The most prominent No. 86 in the league right now -- and likely ever -- is Lightning winger Nikita Kucherov. Hurricanes forward Teuvo Teravainen also sports the number.

The Devils have given notice they might be re-emerging as a contender with an encouraging draft and the stunning acquisition of six-time All-Star defenseman P.K. Subban. It has all gone a long way in turning pessimism into optimism for a team that finished with the league's third-worst record and out of the playoffs for the sixth time in seven years.

"Adding a talent like Jack Hughes on Friday night and Saturday, P.K. Subban, obviously I think the Devils are back in business," Shero said.

It started with winning the draft lottery in early April and continued with the selection of Hughes, a center, with the top pick Friday, as well as the trade for Subban, who immediately steps into the role as New Jersey's top defenseman.

With 2017-18 MVP Taylor Hall expected to return to form after an injury-marred campaign, 2017 No. 1 pick Nico Hischier continuing his development and leading scorer Kyle Palmieri playing his best hockey, the Devils have a shot to do something in a league where the St. Louis Blues came out of nowhere to win the Stanley Cup.

Devils majority owner Josh Harris said he can't wait for the season to start and added that Devils fans are used to having won Stanley Cups -- the last was in 2003 -- and now is the time to start doing it again.

"Jack joining the franchise represents another turn in our goal to be elite," Harris said at a news conference for Hughes at the Prudential Center. "We said that we're here not to do anything other than consistently compete and ultimately win the Stanley Cup."

With parents Jim and Ellen sitting in the front row, the 18-year-old Hughes was soft-spoken, confident and composed speaking on a stage that included Harris and Shero. Hughes said he had no doubt he would be playing next season in the NHL for the Devils and he hopes to play a creative game.

Hughes hasn't stopped going since the draft. He returned to New Jersey with Shero, Harris and his parents on a private jet and spent the next few days making media appearances. He attended the New York Yankees' game against Toronto on Monday night, sitting for 30 minutes with Hall of Famer Reggie Jackson and actor Adam Sandler.

He is eager now to return to suburban Toronto, where he grew up, and begin preparations for an 82-game season and be a part of an NHL team.

"I want to be Jack Hughes, not Patrick Kane or Matt Barzal," Hughes said. "I want to have my own flavor, my own excitement to my game."

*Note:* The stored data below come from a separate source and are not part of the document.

//! Staging/destination schema validation
//!
//! Runs before any destination-mutating statement. Checks go from coarse to
//! fine and stop at the first violation.

use crate::import::ImportOptions;
use crate::models::{TIMESTAMP_COLUMN, TableDefinition};
use serde::{Deserialize, Serialize};

/// Staging and destination tables are not compatible
#[derive(Debug, Clone, PartialEq, Eq, thiserror::Error, Serialize, Deserialize)]
pub enum ColumnsMismatchError {
    #[error(
        "Tables don't have same number of columns. Source columns: \"{source_columns}\", Destination columns: \"{destination_columns}\""
    )]
    ColumnCount {
        source_columns: String,
        destination_columns: String,
    },

    #[error("Source destination columns name mismatch. \"{source_column}\"->\"{destination_column}\"")]
    ColumnName {
        source_column: String,
        destination_column: String,
    },

    #[error(
        "Primary keys do not match between source and destination tables. Source: \"{source_keys}\", Destination: \"{destination_keys}\""
    )]
    PrimaryKeys {
        source_keys: String,
        destination_keys: String,
    },

    #[error(
        "Source destination columns mismatch. \"{column} {source_definition}\"->\"{column} {destination_definition}\""
    )]
    ColumnDefinition {
        column: String,
        source_definition: String,
        destination_definition: String,
    },
}

/// Schema validator
#[derive(Debug, Default)]
pub struct SchemaValidator;

impl SchemaValidator {
    /// Create a new schema validator
    ///
    /// # Example
    ///
    /// ```rust
    /// use staged_import_sdk::validation::SchemaValidator;
    ///
    /// let validator = SchemaValidator::new();
    /// ```
    pub fn new() -> Self {
        Self
    }

    /// Check that `staging` can be merged into `destination`
    ///
    /// The reserved `_timestamp` column is ignored on both sides. Primary keys
    /// are compared only when `staging` declares some. Column types are
    /// compared only when `require_same_tables` is set.
    pub fn validate(
        &self,
        staging: &TableDefinition,
        destination: &TableDefinition,
        options: &ImportOptions,
    ) -> Result<(), ColumnsMismatchError> {
        let source_columns = data_column_names(staging);
        let destination_columns = data_column_names(destination);

        if source_columns.len() != destination_columns.len() {
            return Err(ColumnsMismatchError::ColumnCount {
                source_columns: source_columns.join(","),
                destination_columns: destination_columns.join(","),
            });
        }

        if let Some((source_column, destination_column)) = source_columns
            .iter()
            .zip(&destination_columns)
            .find(|(s, d)| s != d)
        {
            return Err(ColumnsMismatchError::ColumnName {
                source_column: source_column.to_string(),
                destination_column: destination_column.to_string(),
            });
        }

        if !staging.primary_keys.is_empty() {
            check_primary_keys(&staging.primary_keys, &destination.primary_keys)?;
        }

        if options.require_same_tables {
            for source in staging.data_columns() {
                let Some(destination) = destination.column(&source.name) else {
                    continue;
                };
                if !source
                    .definition
                    .is_compatible_with(&destination.definition, options.length_check)
                {
                    return Err(ColumnsMismatchError::ColumnDefinition {
                        column: source.name.clone(),
                        source_definition: source.definition.type_only_sql_definition(),
                        destination_definition: destination.definition.type_only_sql_definition(),
                    });
                }
            }
        }

        Ok(())
    }
}

/// Order-insensitive primary key comparison
pub fn check_primary_keys(
    source_keys: &[String],
    destination_keys: &[String],
) -> Result<(), ColumnsMismatchError> {
    let mut source_sorted = source_keys.to_vec();
    let mut destination_sorted = destination_keys.to_vec();
    source_sorted.sort();
    destination_sorted.sort();
    if source_sorted != destination_sorted {
        return Err(ColumnsMismatchError::PrimaryKeys {
            source_keys: source_keys.join(","),
            destination_keys: destination_keys.join(","),
        });
    }
    Ok(())
}

fn data_column_names(table: &TableDefinition) -> Vec<&str> {
    table
        .columns
        .iter()
        .map(|c| c.name.as_str())
        .filter(|name| *name != TIMESTAMP_COLUMN)
        .collect()
}

#[cfg(test)]
mod tests {
    use super::*;
    use crate::datatype::{LengthCheck, TypeDefinition};
    use crate::models::{ColumnDefinition, DialectKind};

    fn column(name: &str, type_name: &str, length: Option<&str>) -> ColumnDefinition {
        ColumnDefinition::new(
            name,
            TypeDefinition::new(DialectKind::Snowflake, type_name, length).unwrap(),
        )
    }

    fn table(columns: Vec<ColumnDefinition>) -> TableDefinition {
        TableDefinition::new("s", "t", columns)
    }

    #[test]
    fn test_timestamp_column_is_ignored() {
        let staging = table(vec![column("a", "VARCHAR", None)]);
        let destination = table(vec![
            column("a", "VARCHAR", None),
            column("_timestamp", "TIMESTAMP", None),
        ]);
        assert!(
            SchemaValidator::new()
                .validate(&staging, &destination, &ImportOptions::default())
                .is_ok()
        );
    }

    #[test]
    fn test_count_reported_before_types() {
        let staging = table(vec![column("a", "NUMBER", None)]);
        let destination = table(vec![column("a", "VARCHAR", None), column("b", "VARCHAR", None)]);
        let options = ImportOptions::default().require_same_tables(true);
        let err = SchemaValidator::new()
            .validate(&staging, &destination, &options)
            .unwrap_err();
        assert!(matches!(err, ColumnsMismatchError::ColumnCount { .. }));
    }

    #[test]
    fn test_length_check_modes() {
        let staging = table(vec![column("a", "VARCHAR", Some("10"))]);
        let destination = table(vec![column("a", "VARCHAR", Some("20"))]);
        let exact = ImportOptions::default().require_same_tables(true);
        let widening = exact.clone().with_length_check(LengthCheck::Widening);
        let validator = SchemaValidator::new();

        let err = validator.validate(&staging, &destination, &exact).unwrap_err();
        assert_eq!(
            err.to_string(),
            "Source destination columns mismatch. \"a VARCHAR (10)\"->\"a VARCHAR (20)\""
        );
        assert!(validator.validate(&staging, &destination, &widening).is_ok());
    }

    #[test]
    fn test_check_primary_keys_is_order_insensitive() {
        let a = vec!["x".to_string(), "y".to_string()];
        let b = vec!["y".to_string(), "x".to_string()];
        assert!(check_primary_keys(&a, &b).is_ok());
        assert!(check_primary_keys(&a, &a[..1]).is_err());
    }
}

The 170-pound playmaking center mixed poise, drive and sheer skating ability to score 74 goals and 154 assists in 110 games with the national team development program.

It will be interesting to see what he does with the Devils. Hischier had 20 goals and 32 assists as a rookie.

Hughes doesn't see himself as competing with Hischier for the job as the top-line center.

"I think to win, you have to have 1A and 1B," Hughes said. "No team wins with just one really good center. Travis Zajac has been a really good center for a long time, and I think the Devils are in a really good spot. In the NHL, I feel whoever I play with will be a really good player."

Coach John Hynes is looking forward to using all his new talent.

"It's exciting," Hynes said. "It's what you want. You want guys to come in and give you a chance to win and coach some excellent players."

And who is to say the Devils are done? Subban has a $9 million salary-cap hit for each of the next three seasons, but the Devils still have $25 million available in cap space.

"I feel with the pieces we have at this moment, we are a much better team than we were on Thursday," goaltender Cory Schneider said. "That's encouraging."

The Associated Press contributed to this report.